Each line below from the one containing "let result = workspace" through the one containing "let installation = result?;" should be output exactly as it stands, and no other line should appear.

###

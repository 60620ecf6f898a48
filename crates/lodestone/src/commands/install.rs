//! Install command

use anyhow::Result;
use camino::Utf8Path;

use super::{parse_params, Workspace};
use crate::cli::InstallArgs;
use crate::output;

pub async fn run(args: InstallArgs, config_path: Option<&Utf8Path>) -> Result<()> {
    let workspace = Workspace::open(config_path)?;
    let pack = workspace.resolve_pack(&args.pack).await?;
    let params = parse_params(&args.pack.params, &pack)?;

    output::header(&format!("Installing {} rev {}", pack.id(), pack.revision()));

    let spinner = output::spinner("Creating entities...");
    let result = workspace
        .service
        .install_content_pack(&pack, &params, &args.comment, &args.user)
        .await;
    spinner.finish_and_clear();

    // Unwound installs also changed state before rolling back
    workspace.persist()?;

    let installation = result?;
    for native in &installation.entities {
        if native.found_on_system {
            output::kv("reused", &native.to_string());
        } else {
            output::kv("created", &native.to_string());
        }
    }

    output::success(&format!("Installed as {}", installation.id));
    Ok(())
}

###

Reply to the exercise -
    let result = workspace
        .service
        .install_content_pack(&pack, &params, &args.comment, &args.user)
        .await;
    spinner.finish_and_clear();

    // Unwound installs also changed state before rolling back
    workspace.persist()?;

    let installation = result?;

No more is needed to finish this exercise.